Face à l’urgence humanitaire en Ituri, l’OMS renforce son alliance avec le Gouvernorat militaire. Ce mercredi 12 mai, la représentante Anne Ancia et le Lieutenant-Général Luboya N’kashama ont scellé une collaboration stratégique. L’objectif est de stabiliser la situation sanitaire des déplacés et garantir l’accès aux soins dans une province sous pression.
Un pacte de santé pour une population en mouvement
En Ituri, la santé publique est devenue le nouveau champ de bataille pour la dignité. Ce mercredi 12 mai, une rencontre charnière a eu lieu entre le Lieutenant-Général Luboya N’kashama Johnny, Gouverneur militaire, et Anne Ancia, représentante pays ad intérim de l’Organisation Mondiale de la Santé (OMS). Au cœur des débats : la détresse respiratoire et sanitaire d’une population iturienne meurtrie par les déplacements massifs.
L’Ituri fait face à un défi titanesque : soigner des milliers de familles qui fuient les violences. Ces mouvements de population créent des zones de vulnérabilité où les épidémies menacent. Pour l’OMS, l’administration militaire n’est pas seulement un garant de sécurité, mais un partenaire logistique indispensable pour atteindre les plus démunis.
À l’issue de cet échange, la satisfaction était palpable.
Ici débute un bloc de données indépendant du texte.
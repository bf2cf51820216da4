//! Formatting helpers for presenting timings and statistics.

use std::time::Duration;

/// Stopwatch display: `HH:MM:SS.mmm`.
pub fn format_clock(elapsed: Duration) -> String {
    let total_ms = elapsed.as_millis();
    let hours = total_ms / 3_600_000;
    let minutes = (total_ms / 60_000) % 60;
    let seconds = (total_ms / 1_000) % 60;
    let millis = total_ms % 1_000;
    format!("{hours:02}:{minutes:02}:{seconds:02}.{millis:03}")
}

pub fn format_seconds(value: f64) -> String {
    format!("{value:.2} s")
}

/// Two-decimal number, or an em dash when the statistic is undefined.
pub fn format_stat(value: Option<f64>) -> String {
    match value {
        Some(v) if v.is_finite() => format!("{v:.2}"),
        _ => "—".to_string(),
    }
}
//! Trial lifecycle for the chart-reading task.
//!
//! `Idle → Running → Answered → Idle`. Every transition goes through
//! [`ChartEngine::dispatch`]; actions that do not fit the current phase are
//! reported as [`Transition::Ignored`] and leave the state untouched.

use std::time::Duration;

use api::ResponseRecord;
use rand::rngs::StdRng;
use rand::{Rng, SeedableRng};
use serde::{Deserialize, Serialize};

use crate::core::config::TaskConfig;
use crate::core::timing::InstantStamp;

/// Chart presentation shown for a trial. The discriminant is what lands in the `ID` column.
#[derive(Debug, Clone, Copy, PartialEq, Eq, Hash, PartialOrd, Ord, Serialize, Deserialize)]
pub enum ChartVariant {
    /// Single stacked column with a legend.
    Stacked = 0,
    /// Bars sorted by amount with value and rank labels.
    Ranked = 1,
}

impl ChartVariant {
    pub const ALL: [ChartVariant; 2] = [ChartVariant::Stacked, ChartVariant::Ranked];

    pub fn id(self) -> u32 {
        self as u32
    }

    pub fn from_id(id: u32) -> Option<Self> {
        match id {
            0 => Some(Self::Stacked),
            1 => Some(Self::Ranked),
            _ => None,
        }
    }

    pub fn draw<R: Rng + ?Sized>(rng: &mut R) -> Self {
        if rng.gen_range(0..=1) == 0 {
            Self::Stacked
        } else {
            Self::Ranked
        }
    }

    pub fn label(self) -> &'static str {
        match self {
            Self::Stacked => "Easy to spot",
            Self::Ranked => "Hard to spot",
        }
    }
}

#[derive(Debug, Clone, Copy, PartialEq, Eq, Default)]
pub enum Phase {
    #[default]
    Idle,
    Running,
    Answered,
}

#[derive(Debug, Clone, PartialEq, Default)]
pub struct TrialState {
    pub phase: Phase,
    pub elapsed: Duration,
    /// Set exactly while `phase == Running`.
    pub last_tick: Option<InstantStamp>,
    pub variant: Option<ChartVariant>,
    pub wrong_answers: u32,
}

#[derive(Debug, Clone, Copy, PartialEq, Eq)]
pub enum Action {
    Start,
    /// Index into the configured answers.
    Answer(usize),
    /// Leave the answered screen for the next trial.
    Acknowledge,
    /// External reset, e.g. navigating away mid-trial.
    Reset,
}

#[derive(Debug, Clone, PartialEq)]
pub enum Transition {
    Started {
        trial_id: u64,
        variant: ChartVariant,
    },
    Incorrect {
        choice: usize,
        attempts: u32,
    },
    Completed(Completion),
    Acknowledged,
    Reset,
    Ignored(IgnoredReason),
}

#[derive(Debug, Clone, PartialEq)]
pub struct Completion {
    pub trial_id: u64,
    pub variant: ChartVariant,
    pub elapsed: Duration,
    pub wrong_answers: u32,
    pub record: ResponseRecord,
}

#[derive(Debug, Clone, Copy, PartialEq, Eq)]
pub enum IgnoredReason {
    NotIdle(Phase),
    NotRunning(Phase),
    NotAnswered(Phase),
    UnknownChoice(usize),
}

#[derive(Debug, Clone)]
pub struct ChartEngine {
    pub state: TrialState,
    /// Bumped on every start and reset; tick loops compare against it.
    pub trial_id: u64,
    answer_count: usize,
    correct_answer: usize,
    auto_reset: bool,
    rng: StdRng,
}

impl ChartEngine {
    pub fn new(config: &TaskConfig) -> Self {
        let rng = match config.seed {
            Some(seed) => StdRng::seed_from_u64(seed),
            None => StdRng::from_entropy(),
        };
        Self {
            state: TrialState::default(),
            trial_id: 0,
            answer_count: config.answers.len(),
            correct_answer: config.correct_answer,
            auto_reset: config.auto_reset,
            rng,
        }
    }

    pub fn phase(&self) -> Phase {
        self.state.phase
    }

    pub fn is_running(&self) -> bool {
        self.state.phase == Phase::Running
    }

    pub fn dispatch(&mut self, action: Action, now: InstantStamp) -> Transition {
        let transition = match action {
            Action::Start => self.start(now),
            Action::Answer(choice) => self.answer(choice, now),
            Action::Acknowledge => self.acknowledge(),
            Action::Reset => self.reset(),
        };
        if let Transition::Ignored(reason) = &transition {
            tracing::debug!(?action, ?reason, "action ignored");
        }
        transition
    }

    pub fn start(&mut self, now: InstantStamp) -> Transition {
        if self.state.phase != Phase::Idle {
            return Transition::Ignored(IgnoredReason::NotIdle(self.state.phase));
        }

        let variant = match self.state.variant {
            Some(variant) => variant,
            None => ChartVariant::draw(&mut self.rng),
        };
        self.trial_id += 1;
        self.state = TrialState {
            phase: Phase::Running,
            elapsed: Duration::ZERO,
            last_tick: Some(now),
            variant: Some(variant),
            wrong_answers: 0,
        };

        Transition::Started {
            trial_id: self.trial_id,
            variant,
        }
    }

    /// Accumulate the time since the previous tick. Returns whether anything was counted.
    pub fn tick(&mut self, now: InstantStamp) -> bool {
        if self.state.phase != Phase::Running {
            return false;
        }
        if let Some(last) = self.state.last_tick {
            self.state.elapsed += now.saturating_duration_since(last);
        }
        self.state.last_tick = Some(now);
        true
    }

    pub fn answer(&mut self, choice: usize, now: InstantStamp) -> Transition {
        if self.state.phase != Phase::Running {
            return Transition::Ignored(IgnoredReason::NotRunning(self.state.phase));
        }
        if choice >= self.answer_count {
            return Transition::Ignored(IgnoredReason::UnknownChoice(choice));
        }
        if choice != self.correct_answer {
            self.state.wrong_answers = self.state.wrong_answers.saturating_add(1);
            tracing::info!(
                choice,
                attempts = self.state.wrong_answers,
                "incorrect answer; trial continues"
            );
            return Transition::Incorrect {
                choice,
                attempts: self.state.wrong_answers,
            };
        }
        self.complete(now)
    }

    /// Finish the running trial with a final tick at `now`.
    pub fn complete(&mut self, now: InstantStamp) -> Transition {
        if self.state.phase != Phase::Running {
            return Transition::Ignored(IgnoredReason::NotRunning(self.state.phase));
        }
        self.tick(now);

        let finished = std::mem::take(&mut self.state);
        let variant = finished.variant.unwrap_or(ChartVariant::Stacked);
        let record = ResponseRecord::new(variant.id(), finished.elapsed.as_secs_f64());

        self.state.phase = if self.auto_reset {
            Phase::Idle
        } else {
            Phase::Answered
        };

        tracing::info!(
            trial_id = self.trial_id,
            variant = variant.id(),
            elapsed_s = record.elapsed_seconds,
            wrong_answers = finished.wrong_answers,
            "trial completed"
        );

        Transition::Completed(Completion {
            trial_id: self.trial_id,
            variant,
            elapsed: finished.elapsed,
            wrong_answers: finished.wrong_answers,
            record,
        })
    }

    pub fn acknowledge(&mut self) -> Transition {
        if self.state.phase != Phase::Answered {
            return Transition::Ignored(IgnoredReason::NotAnswered(self.state.phase));
        }
        self.state = TrialState::default();
        Transition::Acknowledged
    }

    pub fn reset(&mut self) -> Transition {
        self.state = TrialState::default();
        self.trial_id += 1;
        Transition::Reset
    }
}

impl Default for ChartEngine {
    fn default() -> Self {
        Self::new(&TaskConfig::default())
    }
}

#[cfg(test)]
mod tests {
    use super::*;

    const CORRECT: usize = 1;

    fn ms(value: u64) -> InstantStamp {
        InstantStamp::from_millis(value)
    }

    fn engine() -> ChartEngine {
        ChartEngine::new(&TaskConfig {
            seed: Some(42),
            ..TaskConfig::default()
        })
    }

    fn manual_engine() -> ChartEngine {
        ChartEngine::new(&TaskConfig {
            seed: Some(42),
            auto_reset: false,
            ..TaskConfig::default()
        })
    }

    fn assert_tick_invariant(engine: &ChartEngine) {
        assert_eq!(
            engine.state.last_tick.is_some(),
            engine.state.phase == Phase::Running
        );
    }

    #[test]
    fn start_enters_running_with_a_variant() {
        let mut engine = engine();
        let transition = engine.dispatch(Action::Start, ms(0));

        assert!(matches!(transition, Transition::Started { trial_id: 1, .. }));
        assert_eq!(engine.phase(), Phase::Running);
        assert!(engine.state.variant.is_some());
        assert_eq!(engine.state.elapsed, Duration::ZERO);
        assert_tick_invariant(&engine);
    }

    #[test]
    fn elapsed_is_independent_of_tick_rate() {
        let mut coarse = engine();
        let mut fine = engine();
        coarse.start(ms(0));
        fine.start(ms(0));

        coarse.tick(ms(1_000));
        for t in (7..=1_000).step_by(7) {
            fine.tick(ms(t));
        }
        fine.tick(ms(1_000));

        assert_eq!(coarse.state.elapsed, Duration::from_secs(1));
        assert_eq!(fine.state.elapsed, coarse.state.elapsed);
    }

    #[test]
    fn repeated_ticks_at_same_instant_do_not_double_count() {
        let mut engine = engine();
        engine.start(ms(0));
        engine.tick(ms(250));
        engine.tick(ms(250));
        engine.tick(ms(250));
        assert_eq!(engine.state.elapsed, Duration::from_millis(250));
    }

    #[test]
    fn tick_outside_running_is_a_no_op() {
        let mut engine = manual_engine();
        assert!(!engine.tick(ms(100)));
        assert_eq!(engine.state, TrialState::default());

        engine.start(ms(0));
        engine.answer(CORRECT, ms(300));
        assert_eq!(engine.phase(), Phase::Answered);
        assert!(!engine.tick(ms(900)));
        assert_eq!(engine.state.elapsed, Duration::ZERO);
        assert_tick_invariant(&engine);
    }

    #[test]
    fn second_start_keeps_variant_and_elapsed() {
        let mut engine = engine();
        engine.start(ms(0));
        let variant = engine.state.variant;
        engine.tick(ms(100));

        let second = engine.dispatch(Action::Start, ms(150));
        assert_eq!(
            second,
            Transition::Ignored(IgnoredReason::NotIdle(Phase::Running))
        );
        assert_eq!(engine.trial_id, 1);
        assert_eq!(engine.state.variant, variant);

        engine.tick(ms(200));
        assert_eq!(engine.state.elapsed, Duration::from_millis(200));
    }

    #[test]
    fn start_while_answered_is_ignored() {
        let mut engine = manual_engine();
        engine.start(ms(0));
        engine.answer(CORRECT, ms(10));

        let transition = engine.start(ms(20));
        assert_eq!(
            transition,
            Transition::Ignored(IgnoredReason::NotIdle(Phase::Answered))
        );
        assert_eq!(engine.state.variant, None);
    }

    #[test]
    fn complete_records_variant_and_elapsed() {
        let mut engine = engine();
        let Transition::Started { variant, .. } = engine.start(ms(0)) else {
            panic!("expected start");
        };
        for t in (10..=500).step_by(10) {
            engine.tick(ms(t));
        }

        let Transition::Completed(done) = engine.dispatch(Action::Answer(CORRECT), ms(500)) else {
            panic!("expected completion");
        };
        assert_eq!(done.record.subject_category, variant.id());
        assert!((done.record.elapsed_seconds - 0.5).abs() < 1e-9);
        assert_eq!(done.variant, variant);

        assert_eq!(engine.phase(), Phase::Idle);
        assert_eq!(engine.state.elapsed, Duration::ZERO);
        assert_eq!(engine.state.variant, None);
        assert_tick_invariant(&engine);
    }

    #[test]
    fn completion_includes_time_since_last_tick() {
        let mut engine = manual_engine();
        engine.start(ms(0));
        engine.tick(ms(480));

        let Transition::Completed(done) = engine.answer(CORRECT, ms(500)) else {
            panic!("expected completion");
        };
        assert_eq!(done.elapsed, Duration::from_millis(500));
        assert_eq!(engine.phase(), Phase::Answered);
    }

    #[test]
    fn wrong_answers_do_not_end_the_trial() {
        let mut engine = engine();
        engine.start(ms(0));

        assert_eq!(
            engine.answer(0, ms(100)),
            Transition::Incorrect {
                choice: 0,
                attempts: 1
            }
        );
        assert_eq!(
            engine.answer(3, ms(200)),
            Transition::Incorrect {
                choice: 3,
                attempts: 2
            }
        );
        assert_eq!(engine.phase(), Phase::Running);

        let Transition::Completed(done) = engine.answer(CORRECT, ms(300)) else {
            panic!("expected completion");
        };
        assert_eq!(done.wrong_answers, 2);
        assert_eq!(done.elapsed, Duration::from_millis(300));
    }

    #[test]
    fn answers_outside_running_are_ignored() {
        let mut engine = engine();
        assert_eq!(
            engine.answer(CORRECT, ms(0)),
            Transition::Ignored(IgnoredReason::NotRunning(Phase::Idle))
        );
        engine.start(ms(0));
        assert_eq!(
            engine.answer(9, ms(10)),
            Transition::Ignored(IgnoredReason::UnknownChoice(9))
        );
    }

    #[test]
    fn acknowledge_returns_to_idle() {
        let mut engine = manual_engine();
        assert!(matches!(engine.acknowledge(), Transition::Ignored(_)));

        engine.start(ms(0));
        engine.answer(CORRECT, ms(10));
        assert_eq!(engine.dispatch(Action::Acknowledge, ms(20)), Transition::Acknowledged);
        assert_eq!(engine.phase(), Phase::Idle);
        assert!(matches!(engine.start(ms(30)), Transition::Started { trial_id: 2, .. }));
    }

    #[test]
    fn reset_cancels_a_running_trial() {
        let mut engine = engine();
        engine.start(ms(0));
        engine.tick(ms(50));

        assert_eq!(engine.dispatch(Action::Reset, ms(60)), Transition::Reset);
        assert_eq!(engine.state, TrialState::default());
        assert_eq!(engine.trial_id, 2);
    }

    #[test]
    fn seeded_engines_draw_the_same_variants() {
        let draws = |mut engine: ChartEngine| {
            (0..8)
                .map(|i| {
                    engine.start(ms(i));
                    let variant = engine.state.variant;
                    engine.answer(CORRECT, ms(i + 1));
                    variant
                })
                .collect::<Vec<_>>()
        };
        assert_eq!(draws(engine()), draws(engine()));
    }

    #[test]
    fn variant_ids_round_trip() {
        for variant in ChartVariant::ALL {
            assert_eq!(ChartVariant::from_id(variant.id()), Some(variant));
        }
        assert_eq!(ChartVariant::from_id(2), None);
    }
}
Madame Anne Ancia a tenu à saluer la fluidité opérationnelle sur le terrain « Je suis satisfaite de la qualité de la collaboration avec l’administration militaire », a-t-elle déclaré.
Cette synergie entre la rigueur militaire et l’expertise humanitaire est le seul rempart efficace contre l’effondrement du système de santé local. En misant sur une collaboration sans faille, les deux institutions tentent de transformer les zones de conflit en corridors d’espoir, où l’accès aux médicaments devient aussi crucial que le rétablissement de la paix.